Objective.  The objectives of this study were to identify and determine the validity of early decision criteria following once‐daily gastroretentive gabapentin (G‐GR) treatment in patients with postherpetic neuralgia (PHN). Design.  In two placebo‐controlled studies, 279 patients were randomized to 1,800 mg G‐GR and 270 to placebo with the evening meal; patients underwent a 2‐week dose titration, followed by 8 weeks of stable dosing, and 1 week of dose tapering. Patients.  Adults with PHN for ≥6 months and an average baseline Numerical Pain Rating Scale (NPRS) score of ≥4 were included in the study.
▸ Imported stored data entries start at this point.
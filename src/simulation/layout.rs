//! World layout: the entities a session starts with.
//!
//! The layout file holds one comma-separated record per line:
//!
//! ```text
//! TAXI,x,y
//! DRIVER,x,y
//! PASSENGER,x,y,priority,endX,yDistance,hasUmbrella
//! COIN,x,y
//! INVINCIBLE_POWER,x,y
//! ```

use geo::Point;
use serde::{Deserialize, Serialize};

use super::collision::PickupKind;
use super::error::LayoutError;
use super::passenger::PassengerProfile;

/// One entity to place at session start.
#[derive(Debug, Clone, PartialEq, Serialize, Deserialize)]
pub enum SpawnRecord {
    /// The starting taxi.
    Taxi(Point<f64>),
    /// The driver (always starts inside the taxi).
    Driver(Point<f64>),
    /// A waiting passenger.
    Passenger {
        /// Where the passenger waits.
        pos: Point<f64>,
        /// Trip details.
        profile: PassengerProfile,
    },
    /// A collectible.
    Pickup {
        /// Coin or invincibility.
        kind: PickupKind,
        /// Where it lies.
        pos: Point<f64>,
    },
}

/// Ordered spawn records for a session.
#[derive(Debug, Clone, Default, PartialEq, Serialize, Deserialize)]
pub struct WorldLayout {
    /// Records in file order.
    pub records: Vec<SpawnRecord>,
}

impl WorldLayout {
    /// Reads and parses a layout file.
    pub fn load_from_file(path: &str) -> Result<Self, LayoutError> {
        let text = std::fs::read_to_string(path)?;
        Self::parse(&text)
    }

    /// Parses layout text; blank lines are skipped.
    ///
    /// Fails on unknown record types, missing or unparseable fields, and
    /// layouts without a taxi.
    pub fn parse(text: &str) -> Result<Self, LayoutError> {
        let mut records = Vec::new();
        for (idx, raw) in text.lines().enumerate() {
            let raw = raw.trim();
            if raw.is_empty() {
                continue;
            }
            let fields = Fields {
                line: idx + 1,
                values: raw.split(',').map(str::trim).collect(),
            };
            let kind = fields.values[0];
            if !RECORD_KINDS.contains(&kind) {
                return Err(LayoutError::UnknownRecord {
                    line: fields.line,
                    kind: kind.to_string(),
                });
            }
            let pos = Point::new(fields.f64(1, "x")?, fields.f64(2, "y")?);
            let record = match kind {
                "TAXI" => SpawnRecord::Taxi(pos),
                "DRIVER" => SpawnRecord::Driver(pos),
                "PASSENGER" => SpawnRecord::Passenger {
                    pos,
                    profile: PassengerProfile {
                        priority: fields.priority(3)?,
                        end_x: fields.f64(4, "endX")?,
                        y_distance: fields.f64(5, "yDistance")?,
                        has_umbrella: fields.flag(6, "hasUmbrella")?,
                    },
                },
                "COIN" => SpawnRecord::Pickup {
                    kind: PickupKind::Coin,
                    pos,
                },
                _ => SpawnRecord::Pickup {
                    kind: PickupKind::InvinciblePower,
                    pos,
                },
            };
            records.push(record);
        }

        let layout = Self { records };
        layout.taxi_pos()?;
        Ok(layout)
    }

    /// Position of the first taxi record.
    pub fn taxi_pos(&self) -> Result<Point<f64>, LayoutError> {
        self.records
            .iter()
            .find_map(|record| match record {
                SpawnRecord::Taxi(pos) => Some(*pos),
                _ => None,
            })
            .ok_or(LayoutError::MissingTaxi)
    }
}

const RECORD_KINDS: [&str; 5] = ["TAXI", "DRIVER", "PASSENGER", "COIN", "INVINCIBLE_POWER"];

struct Fields<'a> {
    line: usize,
    values: Vec<&'a str>,
}

impl Fields<'_> {
    fn raw(&self, index: usize, field: &'static str) -> Result<&str, LayoutError> {
        self.values
            .get(index)
            .copied()
            .ok_or(self.malformed(field))
    }

    fn f64(&self, index: usize, field: &'static str) -> Result<f64, LayoutError> {
        self.raw(index, field)?
            .parse::<f64>()
            .ok()
            .filter(|v| v.is_finite())
            .ok_or(self.malformed(field))
    }

    fn priority(&self, index: usize) -> Result<u8, LayoutError> {
        self.raw(index, "priority")?
            .parse::<u8>()
            .ok()
            .filter(|p| (1..=3).contains(p))
            .ok_or(self.malformed("priority"))
    }

    fn flag(&self, index: usize, field: &'static str) -> Result<bool, LayoutError> {
        match self.raw(index, field)? {
            "0" => Ok(false),
            "1" => Ok(true),
            _ => Err(self.malformed(field)),
        }
    }

    fn malformed(&self, field: &'static str) -> LayoutError {
        LayoutError::MalformedField {
            line: self.line,
            field,
        }
    }
}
Outcome Measures.  Percent change from baseline to week 10 in NPRS scores and the percentage of responders (defined as ≥30% reduction in NPRS scores from baseline to week 10) were determined. Methods.  Patients randomized to G‐GR were categorized at each week based on their percent pain reduction up to that week, and for each category, the percentage of week 10 responders was computed. For several early‐improvement criteria, the percentage of week 10 responders, odds ratios for achieving week 10 treatment response, sensitivity, and specificity were calculated. Results.  There was a significant positive association between early pain reduction and week 10 treatment response. Pain reduction of <10% at week 5 of G‐GR treatment was the best early predictor of lack of endpoint response, with only 8% of these patients moving on to become week 10 treatment responders. Conclusions.  Early response was a reliable predictor of final response. This approach holds promise for aiding clinicians in decision making regarding the need for alternative or supplemental treatment during G‐GR therapy for PHN.